=== Your instructions ===
What follows are records. Restate all of them word for word.
(Beginning of Dataset records)
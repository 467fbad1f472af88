//! Speech Synthesis
//!
//! Turns plan text into MP3 audio by calling a Google-Translate-style
//! TTS endpoint. The endpoint caps input length per request, so the
//! text is split into chunks and the returned audio segments are
//! concatenated. MP3 frames are self-contained, so plain byte
//! concatenation plays back as one clip.

use crate::config::SpeechConfig;
use reqwest::Client;
use thiserror::Error;

/// Character cap per synthesis request
const MAX_CHUNK_CHARS: usize = 100;

/// Client for the speech synthesis endpoint
pub struct SpeechSynthesizer {
    client: Client,
    config: SpeechConfig,
}

impl SpeechSynthesizer {
    /// Create a new synthesizer from speech configuration
    pub fn new(config: SpeechConfig) -> Self {
        let client = Client::builder()
            .timeout(std::time::Duration::from_millis(config.request_timeout_ms))
            .build()
            .expect("Failed to create HTTP client");

        Self { client, config }
    }

    /// Synthesize text into a single MP3 byte buffer
    pub async fn synthesize(&self, text: &str) -> Result<Vec<u8>, SpeechError> {
        let chunks = chunk_text(text, MAX_CHUNK_CHARS);
        if chunks.is_empty() {
            return Err(SpeechError::EmptyText);
        }

        let total = chunks.len();
        let mut audio = Vec::new();

        for (idx, chunk) in chunks.iter().enumerate() {
            let url = self.chunk_url(chunk, idx, total);

            let response = self.client.get(&url).send().await.map_err(|e| {
                if e.is_timeout() {
                    SpeechError::Timeout
                } else if e.is_connect() {
                    SpeechError::Unavailable
                } else {
                    SpeechError::Request(e)
                }
            })?;

            if !response.status().is_success() {
                let status = response.status();
                let message = response.text().await.unwrap_or_default();
                return Err(SpeechError::Api {
                    status: status.as_u16(),
                    message,
                });
            }

            let bytes = response.bytes().await.map_err(SpeechError::Request)?;
            audio.extend_from_slice(&bytes);
        }

        tracing::debug!(
            chunks = total,
            bytes = audio.len(),
            "Synthesized speech audio"
        );

        Ok(audio)
    }

    fn chunk_url(&self, chunk: &str, idx: usize, total: usize) -> String {
        format!(
            "{}/translate_tts?ie=UTF-8&q={}&tl={}&client=tw-ob&total={}&idx={}&textlen={}",
            self.config.base_url.trim_end_matches('/'),
            urlencoding::encode(chunk),
            urlencoding::encode(&self.config.language),
            total,
            idx,
            chunk.chars().count()
        )
    }
}

/// Split text into synthesis chunks of at most `max_chars` characters
///
/// Splits at sentence boundaries first, then whitespace within long
/// sentences. Only a single word longer than the limit is split
/// mid-word. Whitespace-only input yields no chunks.
pub fn chunk_text(text: &str, max_chars: usize) -> Vec<String> {
    let mut chunks = Vec::new();

    for sentence in split_sentences(text) {
        if sentence.chars().count() <= max_chars {
            chunks.push(sentence);
            continue;
        }

        let mut current = String::new();
        for word in sentence
            .split_whitespace()
            .flat_map(|w| split_oversized(w, max_chars))
        {
            if current.is_empty() {
                current = word;
            } else if current.chars().count() + 1 + word.chars().count() <= max_chars {
                current.push(' ');
                current.push_str(&word);
            } else {
                chunks.push(std::mem::take(&mut current));
                current = word;
            }
        }
        if !current.is_empty() {
            chunks.push(current);
        }
    }

    chunks
}

/// Split text at sentence-ending punctuation and line breaks
fn split_sentences(text: &str) -> Vec<String> {
    let mut sentences = Vec::new();
    let mut current = String::new();

    for ch in text.chars() {
        if ch == '\n' {
            push_trimmed(&mut sentences, &mut current);
            continue;
        }
        current.push(ch);
        if matches!(ch, '.' | '!' | '?') {
            push_trimmed(&mut sentences, &mut current);
        }
    }
    push_trimmed(&mut sentences, &mut current);

    sentences
}

fn push_trimmed(sentences: &mut Vec<String>, current: &mut String) {
    let trimmed = current.trim();
    if !trimmed.is_empty() {
        sentences.push(trimmed.to_string());
    }
    current.clear();
}

/// Break a single word into pieces no longer than `max_chars`
fn split_oversized(word: &str, max_chars: usize) -> Vec<String> {
    if word.chars().count() <= max_chars {
        return vec![word.to_string()];
    }

    word.chars()
        .collect::<Vec<_>>()
        .chunks(max_chars)
        .map(|piece| piece.iter().collect())
        .collect()
}

// ============================================
// Errors
// ============================================

/// Errors from speech synthesis
#[derive(Error, Debug)]
pub enum SpeechError {
    #[error("Speech service unavailable")]
    Unavailable,

    #[error("Request failed: {0}")]
    Request(#[from] reqwest::Error),

    #[error("Speech API error {status}: {message}")]
    Api { status: u16, message: String },

    #[error("Request timeout")]
    Timeout,

    #[error("No text provided")]
    EmptyText,
}

#[cfg(test)]
mod tests {
    use super::*;

    #[test]
    fn test_short_text_is_one_chunk() {
        let chunks = chunk_text("Drink more water.", 100);
        assert_eq!(chunks, vec!["Drink more water."]);
    }

    #[test]
    fn test_sentences_chunk_separately() {
        let chunks = chunk_text("First sentence. Second sentence! Third?", 100);
        assert_eq!(
            chunks,
            vec!["First sentence.", "Second sentence!", "Third?"]
        );
    }

    #[test]
    fn test_newlines_split_chunks() {
        let chunks = chunk_text("Daily Caloric Needs:\n- BMR: 1649 calories\n- TDEE: 2556 calories", 100);
        assert_eq!(
            chunks,
            vec![
                "Daily Caloric Needs:",
                "- BMR: 1649 calories",
                "- TDEE: 2556 calories"
            ]
        );
    }

    #[test]
    fn test_long_sentence_splits_at_whitespace() {
        let text = "one two three four five six seven eight nine ten";
        let chunks = chunk_text(text, 20);

        assert!(chunks.len() > 1);
        for chunk in &chunks {
            assert!(chunk.chars().count() <= 20);
            // No chunk starts or ends mid-word
            assert!(!chunk.starts_with(' ') && !chunk.ends_with(' '));
        }
        assert_eq!(chunks.join(" "), text);
    }

    #[test]
    fn test_oversized_word_splits_mid_word() {
        let chunks = chunk_text("supercalifragilistic", 5);
        assert_eq!(chunks, vec!["super", "calif", "ragil", "istic"]);
    }

    #[test]
    fn test_empty_and_whitespace_input() {
        assert!(chunk_text("", 100).is_empty());
        assert!(chunk_text("   \n  \n", 100).is_empty());
    }

    #[test]
    fn test_chunk_url_encodes_query() {
        let synth = SpeechSynthesizer::new(SpeechConfig::default());
        let url = synth.chunk_url("Protein: 154g", 0, 2);

        assert!(url.starts_with("https://translate.google.com/translate_tts?"));
        assert!(url.contains("q=Protein%3A%20154g"));
        assert!(url.contains("tl=en"));
        assert!(url.contains("total=2"));
        assert!(url.contains("idx=0"));
        assert!(url.contains("textlen=13"));
    }

    #[test]
    fn test_chunks_never_exceed_limit() {
        let text = "Your Personalized Diet & Fitness Plan. Daily Caloric Needs: \
                    BMR 1649 calories, TDEE 2556 calories, Target 2056 calories. \
                    Macronutrient Breakdown: Protein 154g, Carbohydrates 231g, Fats 57g.";
        for chunk in chunk_text(text, MAX_CHUNK_CHARS) {
            assert!(chunk.chars().count() <= MAX_CHUNK_CHARS);
        }
    }
}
(End of Dataset records)
=== Solution ===
repository 467fbad1f472af88
//! Speech Synthesis
//!
//! Turns plan text into MP3 audio by calling a Google-Translate-style
//! TTS endpoint. The endpoint caps input length per request, so the
//! text is split into chunks and the returned audio segments are
//! concatenated. MP3 frames are self-contained, so plain byte
//! concatenation plays back as one clip.

use crate::config::SpeechConfig;
use reqwest::Client;
use thiserror::Error;

/// Character cap per synthesis request
const MAX_CHUNK_CHARS: usize = 100;

/// Client for the speech synthesis endpoint
pub struct SpeechSynthesizer {
    client: Client,
    config: SpeechConfig,
}

impl SpeechSynthesizer {
    /// Create a new synthesizer from speech configuration
    pub fn new(config: SpeechConfig) -> Self {
        let client = Client::builder()
            .timeout(std::time::Duration::from_millis(config.request_timeout_ms))
            .build()
            .expect("Failed to create HTTP client");

        Self { client, config }
    }

    /// Synthesize text into a single MP3 byte buffer
    pub async fn synthesize(&self, text: &str) -> Result<Vec<u8>, SpeechError> {
        let chunks = chunk_text(text, MAX_CHUNK_CHARS);
        if chunks.is_empty() {
            return Err(SpeechError::EmptyText);
        }

        let total = chunks.len();
        let mut audio = Vec::new();

        for (idx, chunk) in chunks.iter().enumerate() {
            let url = self.chunk_url(chunk, idx, total);

            let response = self.client.get(&url).send().await.map_err(|e| {
                if e.is_timeout() {
                    SpeechError::Timeout
                } else if e.is_connect() {
                    SpeechError::Unavailable
                } else {
                    SpeechError::Request(e)
                }
            })?;

            if !response.status().is_success() {
                let status = response.status();
                let message = response.text().await.unwrap_or_default();
                return Err(SpeechError::Api {
                    status: status.as_u16(),
                    message,
                });
            }

            let bytes = response.bytes().await.map_err(SpeechError::Request)?;
            audio.extend_from_slice(&bytes);
        }

        tracing::debug!(
            chunks = total,
            bytes = audio.len(),
            "Synthesized speech audio"
        );

        Ok(audio)
    }

    fn chunk_url(&self, chunk: &str, idx: usize, total: usize) -> String {
        format!(
            "{}/translate_tts?ie=UTF-8&q={}&tl={}&client=tw-ob&total={}&idx={}&textlen={}",
            self.config.base_url.trim_end_matches('/'),
            urlencoding::encode(chunk),
            urlencoding::encode(&self.config.language),
            total,
            idx,
            chunk.chars().count()
        )
    }
}

/// Split text into synthesis chunks of at most `max_chars` characters
///
/// Splits at sentence boundaries first, then whitespace within long
/// sentences. Only a single word longer than the limit is split
/// mid-word. Whitespace-only input yields no chunks.
pub fn chunk_text(text: &str, max_chars: usize) -> Vec<String> {
    let mut chunks = Vec::new();

    for sentence in split_sentences(text) {
        if sentence.chars().count() <= max_chars {
            chunks.push(sentence);
            continue;
        }

        let mut current = String::new();
        for word in sentence
            .split_whitespace()
            .flat_map(|w| split_oversized(w, max_chars))
        {
            if current.is_empty() {
                current = word;
            } else if current.chars().count() + 1 + word.chars().count() <= max_chars {
                current.push(' ');
                current.push_str(&word);
            } else {
                chunks.push(std::mem::take(&mut current));
                current = word;
            }
        }
        if !current.is_empty() {
            chunks.push(current);
        }
    }

    chunks
}

/// Split text at sentence-ending punctuation and line breaks
fn split_sentences(text: &str) -> Vec<String> {
    let mut sentences = Vec::new();
    let mut current = String::new();

    for ch in text.chars() {
        if ch == '\n' {
            push_trimmed(&mut sentences, &mut current);
            continue;
        }
        current.push(ch);
        if matches!(ch, '.' | '!' | '?') {
            push_trimmed(&mut sentences, &mut current);
        }
    }
    push_trimmed(&mut sentences, &mut current);

    sentences
}

fn push_trimmed(sentences: &mut Vec<String>, current: &mut String) {
    let trimmed = current.trim();
    if !trimmed.is_empty() {
        sentences.push(trimmed.to_string());
    }
    current.clear();
}

/// Break a single word into pieces no longer than `max_chars`
fn split_oversized(word: &str, max_chars: usize) -> Vec<String> {
    if word.chars().count() <= max_chars {
        return vec![word.to_string()];
    }

    word.chars()
        .collect::<Vec<_>>()
        .chunks(max_chars)
        .map(|piece| piece.iter().collect())
        .collect()
}

// ============================================
// Errors
// ============================================

/// Errors from speech synthesis
#[derive(Error, Debug)]
pub enum SpeechError {
    #[error("Speech service unavailable")]
    Unavailable,

    #[error("Request failed: {0}")]
    Request(#[from] reqwest::Error),

    #[error("Speech API error {status}: {message}")]
    Api { status: u16, message: String },

    #[error("Request timeout")]
    Timeout,

    #[error("No text provided")]
    EmptyText,
}

#[cfg(test)]
mod tests {
    use super::*;

    #[test]
    fn test_short_text_is_one_chunk() {
        let chunks = chunk_text("Drink more water.", 100);
        assert_eq!(chunks, vec!["Drink more water."]);
    }

    #[test]
    fn test_sentences_chunk_separately() {
        let chunks = chunk_text("First sentence. Second sentence! Third?", 100);
        assert_eq!(
            chunks,
            vec!["First sentence.", "Second sentence!", "Third?"]
        );
    }

    #[test]
    fn test_newlines_split_chunks() {
        let chunks = chunk_text("Daily Caloric Needs:\n- BMR: 1649 calories\n- TDEE: 2556 calories", 100);
        assert_eq!(
            chunks,
            vec![
                "Daily Caloric Needs:",
                "- BMR: 1649 calories",
                "- TDEE: 2556 calories"
            ]
        );
    }

    #[test]
    fn test_long_sentence_splits_at_whitespace() {
        let text = "one two three four five six seven eight nine ten";
        let chunks = chunk_text(text, 20);

        assert!(chunks.len() > 1);
        for chunk in &chunks {
            assert!(chunk.chars().count() <= 20);
            // No chunk starts or ends mid-word
            assert!(!chunk.starts_with(' ') && !chunk.ends_with(' '));
        }
        assert_eq!(chunks.join(" "), text);
    }

    #[test]
    fn test_oversized_word_splits_mid_word() {
        let chunks = chunk_text("supercalifragilistic", 5);
        assert_eq!(chunks, vec!["super", "calif", "ragil", "istic"]);
    }

    #[test]
    fn test_empty_and_whitespace_input() {
        assert!(chunk_text("", 100).is_empty());
        assert!(chunk_text("   \n  \n", 100).is_empty());
    }

    #[test]
    fn test_chunk_url_encodes_query() {
        let synth = SpeechSynthesizer::new(SpeechConfig::default());
        let url = synth.chunk_url("Protein: 154g", 0, 2);

        assert!(url.starts_with("https://translate.google.com/translate_tts?"));
        assert!(url.contains("q=Protein%3A%20154g"));
        assert!(url.contains("tl=en"));
        assert!(url.contains("total=2"));
        assert!(url.contains("idx=0"));
        assert!(url.contains("textlen=13"));
    }

    #[test]
    fn test_chunks_never_exceed_limit() {
        let text = "Your Personalized Diet & Fitness Plan. Daily Caloric Needs: \
                    BMR 1649 calories, TDEE 2556 calories, Target 2056 calories. \
                    Macronutrient Breakdown: Protein 154g, Carbohydrates 231g, Fats 57g.";
        for chunk in chunk_text(text, MAX_CHUNK_CHARS) {
            assert!(chunk.chars().count() <= MAX_CHUNK_CHARS);
        }
    }
}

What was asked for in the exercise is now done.